Escrito em uma Lexikon 80
em 26/08/15

segunda-feira, 24 de agosto de 2015

Não dá para restaurar



As coisas têm história e narram sua trajetória de acordo com as características que acumulam com o tempo.
O código se apresenta em pequenos sinais, como uma mancha, um arranhão ou um vício de funcionamento. É possível entender de forma clara como eram as pessoas que utilizaram o objeto, até decifrar uma personalidade que nem mesmo o autor pode ter se dado conta que tinha.
Quando encontro uma máquina de escrever e dedico minhas horas na sua limpeza e manutenção, estabeleço um diálogo com esse personagem-objeto e até sou capaz de enxergar o exato instante que a marca passou a existir.
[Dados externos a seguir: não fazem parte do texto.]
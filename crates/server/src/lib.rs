use axum::{
    Json,
    extract::rejection::{JsonRejection, QueryRejection},
    http::StatusCode,
    response::IntoResponse,
};
use engine::EngineError;

use serde::Serialize;
pub use auth::{AuthUser, DEFAULT_TOKEN_TTL_MINUTES, TokenKeys};
pub use server::{ServerState, router, run_with_listener, spawn_with_listener};

mod analytics;
mod auth;
mod expenses;
mod server;
mod user;

#[derive(Debug)]
pub enum ServerError {
    Engine(EngineError),
    /// Missing, malformed, expired or forged bearer token.
    Unauthorized,
    /// Request body or query string that does not deserialize.
    Validation(String),
    /// Failure that is logged and reported as a bare 500.
    Internal(String),
}

#[derive(Serialize)]
struct Error {
    error: String,
}

fn status_for_engine_error(err: &EngineError) -> StatusCode {
    match err {
        EngineError::ExistingKey(_)
        | EngineError::InvalidCredentials
        | EngineError::InvalidName(_)
        | EngineError::InvalidPassword(_) => StatusCode::BAD_REQUEST,
        EngineError::PasswordHash(_) | EngineError::Database(_) => {
            StatusCode::INTERNAL_SERVER_ERROR
        }
    }
}

fn message_for_engine_error(err: EngineError) -> String {
    match err {
        EngineError::Database(db_err) => {
            tracing::error!("database error: {db_err}");
            "internal server error".to_string()
        }
        EngineError::PasswordHash(hash_err) => {
            tracing::error!("password hash error: {hash_err}");
            "internal server error".to_string()
        }
        other => other.to_string(),
    }
}

impl IntoResponse for ServerError {
    fn into_response(self) -> axum::response::Response {
        let (status, error) = match self {
            ServerError::Engine(err) => (
                status_for_engine_error(&err),
                message_for_engine_error(err),
            ),
            ServerError::Unauthorized => (StatusCode::UNAUTHORIZED, "Invalid token".to_string()),
            ServerError::Validation(err) => (StatusCode::BAD_REQUEST, err),
            ServerError::Internal(err) => {
                tracing::error!("internal error: {err}");
                (
                    StatusCode::INTERNAL_SERVER_ERROR,
                    "internal server error".to_string(),
                )
            }
        };

        (status, Json(Error { error })).into_response()
    }
}

impl From<EngineError> for ServerError {
    fn from(value: EngineError) -> Self {
        Self::Engine(value)
    }
}

impl From<JsonRejection> for ServerError {
    fn from(value: JsonRejection) -> Self {
        Self::Validation(value.body_text())
    }
}

impl From<QueryRejection> for ServerError {
    fn from(value: QueryRejection) -> Self {
        Self::Validation(value.body_text())
    }
}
Quer um exemplo? Uma das minhas máquinas, uma Royal Quiet Deluxe, tem a lateral esquerda com a pintura estufada, pronta para descascar em uma limpeza mais profunda. Ao mesmo tempo, essa máquina tem o teclado leve, daqueles que não enroscam com velocidade rápida. É certo que pertenceu a um escritor, que repousava o braço esquerdo em sua lateral, enquanto consultava um livro a sua direita ou parava para pensar no melhor registro da sua imaginação. Depois da pausa, metralhava suas ideias num único fôlego.
Outras máquinas tiveram um uso profissional, em salas acarpetadas, escrevendo cartas e memorandos. Arranhões nos botões do teclado apontam para os dedos femininos, com unhas compridas e bem pintadas, roçando sobre a tecla enquanto o olhar busca por uma palavra perdida no rascunho. Difícil dizer o que se passava por essa cabeça naquele instante. Talvez o desejo por um sapato novo, os planos de casamentou ou a conta atrasada esperando por um saldo positivo.
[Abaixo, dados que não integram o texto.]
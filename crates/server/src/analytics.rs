//! Analytics API endpoints

use api_types::analytics::{CategoryBreakdown, CategoryShare, DateRange, MonthlyTotal};
use axum::{
    Extension, Json,
    extract::{State, rejection::JsonRejection},
};

use crate::{AuthUser, ServerError, server::ServerState};

/// Handle requests for the per-category spending over a date range
pub async fn category_breakdown(
    Extension(user): Extension<AuthUser>,
    State(state): State<ServerState>,
    payload: Result<Json<DateRange>, JsonRejection>,
) -> Result<Json<CategoryBreakdown>, ServerError> {
    let Json(range) = payload?;

    let breakdown = state
        .engine
        .category_breakdown(user.id, range.start_date, range.end_date)
        .await?
        .into_iter()
        .map(|category| {
            (
                category.category,
                CategoryShare {
                    total: category.total,
                    percentage: category.percentage,
                },
            )
        })
        .collect();

    Ok(Json(breakdown))
}

/// Handle requests for the per-month spending
pub async fn monthly_totals(
    Extension(user): Extension<AuthUser>,
    State(state): State<ServerState>,
) -> Result<Json<Vec<MonthlyTotal>>, ServerError> {
    let months = state
        .engine
        .monthly_totals(user.id)
        .await?
        .into_iter()
        .map(|month| MonthlyTotal {
            month_year: month.month_year,
            total_amount: month.total_amount,
        })
        .collect();

    Ok(Json(months))
}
Por isso, ao invés de arriscar uma restauração que finge devolver o estado de novo ao objeto, mas que cria, de fato, um palimpsesto em que as marcas são raspadas para um novo registro, que não apaga o passado, prefiro simplesmente deixar o mesmo visual, limpo apenas de sujeira, para que a coisa continue o seu caminho até o agora em que também eu serei traduzido por minhas pegadas.